Inherited and Sporadic Amyotrophic Lateral Sclerosis and Fronto-Temporal Lobar Degenerations arising from Pathological Condensates of Phase Separating Proteins

Abstract

Recent work on the biophysics of proteins with low complexity, intrinsically disordered domains that have the capacity to form biological condensates has profoundly altered the concepts about the pathogenesis of inherited and sporadic neurodegenerative disorders associated with pathological accumulation of these proteins. In the present review, we use the FUS, TDP-43 and A11 proteins as examples to illustrate how missense mutations and aberrant post-translational modifications of these proteins cause amyotrophic lateral sclerosis (ALS) and fronto-temporal lobar degeneration (FTLD).

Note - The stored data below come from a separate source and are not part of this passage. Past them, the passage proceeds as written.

use std::net::SocketAddr;

use askama::Template;
use axum::body::Bytes;
use axum::extract::{ConnectInfo, Path, RawQuery, State};
use axum::http::{HeaderMap, StatusCode};
use axum::response::{IntoResponse, Redirect, Response};

use super::forms::{FormField, HiddenInput, build_fields, carry_forward};
use super::pages::not_found_page;
use super::{Layout, render};
use crate::error::AppError;
use crate::funnel::steps::{CRM_MARKUP_FIELDS, ConsultationStep, EBOOK_FIELDS, FieldSpec};
use crate::funnel::validation::{self, RawForm, ValidationError};
use crate::funnel::{
    DEFAULT_EBOOK, FunnelVariant, HONEYPOT_FIELD, crm_form_url, ebook_display_name, parser,
    thanks_url,
};
use crate::lead::{Attribution, FieldValue, FunnelKind, LeadFields, SubmissionOutcome, attribution};
use crate::routes::leads::check_rate_limit;
use crate::state::SharedState;

const PAGE_QUERY: &str = "page_query";
const PAGE_REFERRER: &str = "page_referrer";

// --- Consultation ---

#[derive(Template)]
#[template(path = "consultation.html")]
struct ConsultationTemplate {
    layout: Layout,
    step: &'static str,
    step_title: &'static str,
    step_number: usize,
    step_count: usize,
    is_final: bool,
    fields: Vec<FormField>,
    hidden: Vec<HiddenInput>,
    honeypot: &'static str,
}

pub async fn consultation_page(
    State(state): State<SharedState>,
    RawQuery(query): RawQuery,
    headers: HeaderMap,
) -> Result<Response, AppError> {
    state.leads.spawn_drain();

    let page = PageOrigin {
        query: query.unwrap_or_default(),
        referrer: attribution::referer_header(&headers)
            .unwrap_or_default()
            .to_string(),
    };
    render_step(
        &state,
        ConsultationStep::first(),
        &LeadFields::new(),
        None,
        &page,
        StatusCode::OK,
    )
    .await
}

pub async fn consultation_submit(
    State(state): State<SharedState>,
    ConnectInfo(addr): ConnectInfo<SocketAddr>,
    headers: HeaderMap,
    body: Bytes,
) -> Result<Response, AppError> {
    let raw = parser::parse_form(&body).map_err(AppError::BadRequest)?;

    if validation::is_spam_form(&raw, HONEYPOT_FIELD) {
        tracing::debug!("Honeypot filled on consultation form, dropping lead");
        return result_page(&state, StatusCode::OK, LeadResult::received()).await;
    }

    let step = raw
        .get("step")
        .and_then(|s| ConsultationStep::parse(s))
        .unwrap_or_else(ConsultationStep::first);
    let (fields, extras) = validation::sort_fields(&raw, &step.fields_through());
    let page = PageOrigin::from_extras(&extras);

    // Earlier steps are re-checked too; their answers arrive as hidden inputs
    for earlier in ConsultationStep::ALL.iter().take(step.number()) {
        if let Err(errors) = validation::validate_fields(&fields, earlier.fields()) {
            return render_step(
                &state,
                *earlier,
                &fields,
                Some(&errors),
                &page,
                StatusCode::UNPROCESSABLE_ENTITY,
            )
            .await;
        }
    }

    if let Some(next) = step.next() {
        return render_step(&state, next, &fields, None, &page, StatusCode::OK).await;
    }

    if let Err(e) = check_rate_limit(&state, FunnelKind::Consultation, &headers, addr) {
        tracing::warn!("Consultation form: {e}");
        return result_page(&state, StatusCode::TOO_MANY_REQUESTS, LeadResult::rate_limited())
            .await;
    }

    let outcome = state
        .leads
        .get(FunnelKind::Consultation)
        .submit(fields, page.attribution(&headers))
        .await;
    let (status, result) = LeadResult::from_outcome(&outcome);
    result_page(&state, status, result).await
}

async fn render_step(
    state: &SharedState,
    step: ConsultationStep,
    values: &LeadFields,
    errors: Option<&ValidationError>,
    page: &PageOrigin,
    status: StatusCode,
) -> Result<Response, AppError> {
    let mut hidden = page.hidden_inputs();
    hidden.extend(carry_forward(values, step.fields()));

    let template = ConsultationTemplate {
        layout: Layout::load(state, "Book a consultation", "").await,
        step: step.as_str(),
        step_title: step.title(),
        step_number: step.number(),
        step_count: ConsultationStep::ALL.len(),
        is_final: step.is_final(),
        fields: build_fields(step.fields(), values, errors),
        hidden,
        honeypot: HONEYPOT_FIELD,
    };
    render(status, &template)
}

// --- Ebook ---

#[derive(Template)]
#[template(path = "ebook.html")]
struct EbookTemplate {
    layout: Layout,
    variant: &'static str,
    ebook_name: String,
    iframe_url: String,
    action_url: String,
    hidden: Vec<HiddenInput>,
    fields: Vec<FormField>,
    honeypot: &'static str,
}

pub async fn ebook_page(
    State(state): State<SharedState>,
    RawQuery(query): RawQuery,
    headers: HeaderMap,
) -> Result<Response, AppError> {
    let variant = state.config.ebook_variant;
    render_ebook(&state, variant, query.unwrap_or_default(), &headers).await
}

pub async fn ebook_variant_page(
    State(state): State<SharedState>,
    Path(variant): Path<String>,
    RawQuery(query): RawQuery,
    headers: HeaderMap,
) -> Result<Response, AppError> {
    let Some(variant) = FunnelVariant::parse(&variant) else {
        return not_found_page(&state).await;
    };
    render_ebook(&state, variant, query.unwrap_or_default(), &headers).await
}

async fn render_ebook(
    state: &SharedState,
    variant: FunnelVariant,
    query: String,
    headers: &HeaderMap,
) -> Result<Response, AppError> {
    state.leads.spawn_drain();

    let slug = query_param(&query, "ebook").unwrap_or_else(|| DEFAULT_EBOOK.to_string());
    let ebook_name = ebook_display_name(&slug);
    let attribution = attribution::from_headers(&query, None, headers);
    let crm = &state.config.crm;

    let mut template = EbookTemplate {
        layout: Layout::load(state, format!("Download {ebook_name}"), "").await,
        variant: variant.as_str(),
        ebook_name: ebook_name.clone(),
        iframe_url: String::new(),
        action_url: crm.action_url.clone(),
        hidden: Vec::new(),
        fields: Vec::new(),
        honeypot: HONEYPOT_FIELD,
    };

    match variant {
        FunnelVariant::Iframe => {
            template.iframe_url = crm_form_url(crm, &ebook_name, &attribution);
        }
        FunnelVariant::HostedScript => {
            template.hidden = crm_hidden_inputs(&ebook_name, &crm.content_type, &attribution);
            template.fields = build_fields(CRM_MARKUP_FIELDS, &LeadFields::new(), None);
        }
        FunnelVariant::EmbeddedMarkup => {
            template.hidden = vec![HiddenInput::new(
                "returnURL",
                thanks_url(&crm.thanks_url, &ebook_name),
            )];
            // The CRM's custom fields for the ebook name and content type
            template.hidden.push(HiddenInput::new("LEADCF24", ebook_name.as_str()));
            template.hidden.push(HiddenInput::new("LEADCF25", crm.content_type.as_str()));
            template
                .hidden
                .extend(crm_hidden_inputs(&ebook_name, &crm.content_type, &attribution));
            template.fields = build_fields(CRM_MARKUP_FIELDS, &LeadFields::new(), None);
        }
        FunnelVariant::SelfHostedForm => {
            let page = PageOrigin {
                query,
                referrer: attribution.referrer.clone(),
            };
            let mut values = LeadFields::new();
            values.insert("ebook".to_string(), FieldValue::from(ebook_name.as_str()));
            let (fields, hidden) = self_hosted_form(&values, None, &page);
            template.action_url = "/ebook".to_string();
            template.fields = fields;
            template.hidden = hidden;
        }
    }

    render(StatusCode::OK, &template)
}

/// Self-hosted ebook form. Goes through the lead controller like the
/// consultation funnel.
pub async fn ebook_submit(
    State(state): State<SharedState>,
    ConnectInfo(addr): ConnectInfo<SocketAddr>,
    headers: HeaderMap,
    body: Bytes,
) -> Result<Response, AppError> {
    let raw = parser::parse_form(&body).map_err(AppError::BadRequest)?;
    let ebook_name = raw
        .get("ebook")
        .filter(|v| !v.trim().is_empty())
        .cloned()
        .unwrap_or_else(|| ebook_display_name(DEFAULT_EBOOK));

    if validation::is_spam_form(&raw, HONEYPOT_FIELD) {
        tracing::debug!("Honeypot filled on ebook form, dropping lead");
        return Ok(Redirect::to(&thanks_url("/thanks", &ebook_name)).into_response());
    }

    let (mut fields, extras) = validation::sort_fields(&raw, EBOOK_FIELDS);
    fields.insert("ebook".to_string(), FieldValue::from(ebook_name.as_str()));
    let page = PageOrigin::from_extras(&extras);

    if let Err(errors) = validation::validate_fields(&fields, EBOOK_FIELDS) {
        let (form_fields, hidden) = self_hosted_form(&fields, Some(&errors), &page);
        let template = EbookTemplate {
            layout: Layout::load(&state, format!("Download {ebook_name}"), "").await,
            variant: FunnelVariant::SelfHostedForm.as_str(),
            ebook_name,
            iframe_url: String::new(),
            action_url: "/ebook".to_string(),
            hidden,
            fields: form_fields,
            honeypot: HONEYPOT_FIELD,
        };
        return render(StatusCode::UNPROCESSABLE_ENTITY, &template);
    }

    if let Err(e) = check_rate_limit(&state, FunnelKind::Ebook, &headers, addr) {
        tracing::warn!("Ebook form: {e}");
        return result_page(&state, StatusCode::TOO_MANY_REQUESTS, LeadResult::rate_limited())
            .await;
    }

    let outcome = state
        .leads
        .get(FunnelKind::Ebook)
        .submit(fields, page.attribution(&headers))
        .await;

    if outcome.is_delivered() {
        return Ok(Redirect::to(&thanks_url("/thanks", &ebook_name)).into_response());
    }
    let (status, result) = LeadResult::from_outcome(&outcome);
    result_page(&state, status, result).await
}

fn self_hosted_form(
    values: &LeadFields,
    errors: Option<&ValidationError>,
    page: &PageOrigin,
) -> (Vec<FormField>, Vec<HiddenInput>) {
    let visible: Vec<FieldSpec> = EBOOK_FIELDS
        .iter()
        .filter(|s| s.name != "ebook")
        .copied()
        .collect();
    let mut hidden = page.hidden_inputs();
    hidden.extend(carry_forward(values, &visible));
    (build_fields(&visible, values, errors), hidden)
}

/// Ebook name, content type and UTM parameters as the CRM expects them.
fn crm_hidden_inputs(
    ebook_name: &str,
    content_type: &str,
    attribution: &Attribution,
) -> Vec<HiddenInput> {
    let mut hidden = vec![
        HiddenInput::new("Ebook_Name__c", ebook_name),
        HiddenInput::new("Content_Type__c", content_type),
    ];
    hidden.extend(
        attribution
            .utm_params()
            .into_iter()
            .map(|(key, value)| HiddenInput::new(key, value)),
    );
    hidden
}

fn query_param(query: &str, name: &str) -> Option<String> {
    form_urlencoded::parse(query.trim_start_matches('?').as_bytes())
        .find(|(key, value)| key == name && !value.is_empty())
        .map(|(_, value)| value.into_owned())
}

/// Where the visitor came from, carried through multi-page forms as hidden
/// inputs so attribution survives the POSTs.
struct PageOrigin {
    query: String,
    referrer: String,
}

impl PageOrigin {
    fn from_extras(extras: &RawForm) -> Self {
        Self {
            query: extras.get(PAGE_QUERY).cloned().unwrap_or_default(),
            referrer: extras.get(PAGE_REFERRER).cloned().unwrap_or_default(),
        }
    }

    fn hidden_inputs(&self) -> Vec<HiddenInput> {
        vec![
            HiddenInput::new(PAGE_QUERY, self.query.as_str()),
            HiddenInput::new(PAGE_REFERRER, self.referrer.as_str()),
        ]
    }

    /// The POST's own Referer is our form page, so it is never used here.
    fn attribution(&self, headers: &HeaderMap) -> Attribution {
        attribution::from_headers(&self.query, Some(&self.referrer), headers)
    }
}

// --- Result page ---

#[derive(Template)]
#[template(path = "lead_result.html")]
struct LeadResultTemplate {
    layout: Layout,
    heading: &'static str,
    message: &'static str,
    lead_id: String,
    booking_url: String,
}

struct LeadResult {
    heading: &'static str,
    message: &'static str,
    lead_id: String,
    booking_url: String,
}

impl LeadResult {
    fn new(heading: &'static str, message: &'static str) -> Self {
        Self {
            heading,
            message,
            lead_id: String::new(),
            booking_url: String::new(),
        }
    }

    fn received() -> Self {
        Self::new("Thank you", "We received your request and will be in touch shortly.")
    }

    fn rate_limited() -> Self {
        Self::new(
            "Too many requests",
            "You have sent several requests in a short time. Please try again in a minute.",
        )
    }

    fn from_outcome(outcome: &SubmissionOutcome) -> (StatusCode, Self) {
        match outcome {
            SubmissionOutcome::Delivered {
                lead_id,
                booking_url,
                ..
            } => {
                let mut result = Self::received();
                result.lead_id = lead_id.as_ref().map(|id| id.to_string()).unwrap_or_default();
                result.booking_url = booking_url.clone().unwrap_or_default();
                (StatusCode::OK, result)
            }
            SubmissionOutcome::SavedOffline {
                persisted: true, ..
            } => (
                StatusCode::ACCEPTED,
                Self::new(
                    "Request saved",
                    "Our systems are busy right now. Your request has been saved and we will send it again automatically.",
                ),
            ),
            SubmissionOutcome::SavedOffline {
                persisted: false, ..
            } => (
                StatusCode::SERVICE_UNAVAILABLE,
                Self::new(
                    "Something went wrong",
                    "We could not save your request. Please try again later.",
                ),
            ),
        }
    }
}

async fn result_page(
    state: &SharedState,
    status: StatusCode,
    result: LeadResult,
) -> Result<Response, AppError> {
    let template = LeadResultTemplate {
        layout: Layout::load(state, result.heading, "").await,
        heading: result.heading,
        message: result.message,
        lead_id: result.lead_id,
        booking_url: result.booking_url,
    };
    render(status, &template)
}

Keywords: ANXA11; Amyotrophic lateral sclerosis; FUS; TDP-43; biological condensates; fronto-temporal dementia; gelation; hydrogels; local RNA translation; neuronal transport granules; phase separation; stress granules.

Figure 1

Genetic overlap between ALS and FTLD. Genetic profiling of familial and sporadic cases of ALS and FTLD have revealed a striking level of overlap between genes linked to each disease. The shared genetic basis for these seemingly distinct clinical syndromes suggests a common core pathophysiology. Most genes linked to either disease cluster into one of three groups: proteostasis and sorting, cytoskeleton and transport, or RNA-binding. Additionally, several genes across these functional groups encode proteins that form biological condensates involved in RNA transport and translation in remote neuronal compartments, strongly linking this biophysical phenomenon to disease pathogenesis.

Figure 2

Biological condensates form free droplets and membrane-associated superstructures. In the dispersed state, protein scaffolds (green circles) and cargo/client RNA molecules (red lines) are intermixed with solute molecules (black circles). Under appropriate conditions, protein scaffolds can phase separate to form a liquid droplet enriched in the scaffold protein and client RNA. Some phase separating proteins, such as A11, can also assemble as 2D- and 3D condensates on membrane surfaces (Edited to correspond to panel labels). A—Monodisperse FUS. B—FUS condensates. C—Annexin A11 enables the attachment of biological condensates to membranes. Liposomes (blue), ANXA11 (red), G3BP1 RNPs (green). D– In the dispersed state, protein scaffolds (green dots) and cargo/client RNA molecules (magenta dots) are intermixed with solute molecules (grey dots). E—Under appropriate conditions, protein scaffolds can phase separate to form liquid droplets enriched in the scaffold protein and client RNA. Owing to their lack of delimiting membranes, these structures can fuse with each other to form larger condensates. F—Some phase separating proteins, such as annexin A11(orange dots), can assemble as 2D and 3D condensates on membranes, enabling the scaffolding of non-lipid-binding condensates.

Figure 3

The roles of proteins forming biological condensates in the transport and local translation of RNAs in remote synaptic compartments in neurons. These proteins form RNP granule scaffolds for binding of RNA and RNA translation machinery, and for the subsequent long-range intracellular transport of these granules to distal neuronal compartments such as dendritic spines and axon terminals (green arrows). Disease associated mutations and pathological posttranslational modification of these proteins result in the formation of irreversible aggregates that sequester RNP granule cargo, and/or failure of intra-neuronal transport of the RNP granules (red arrows).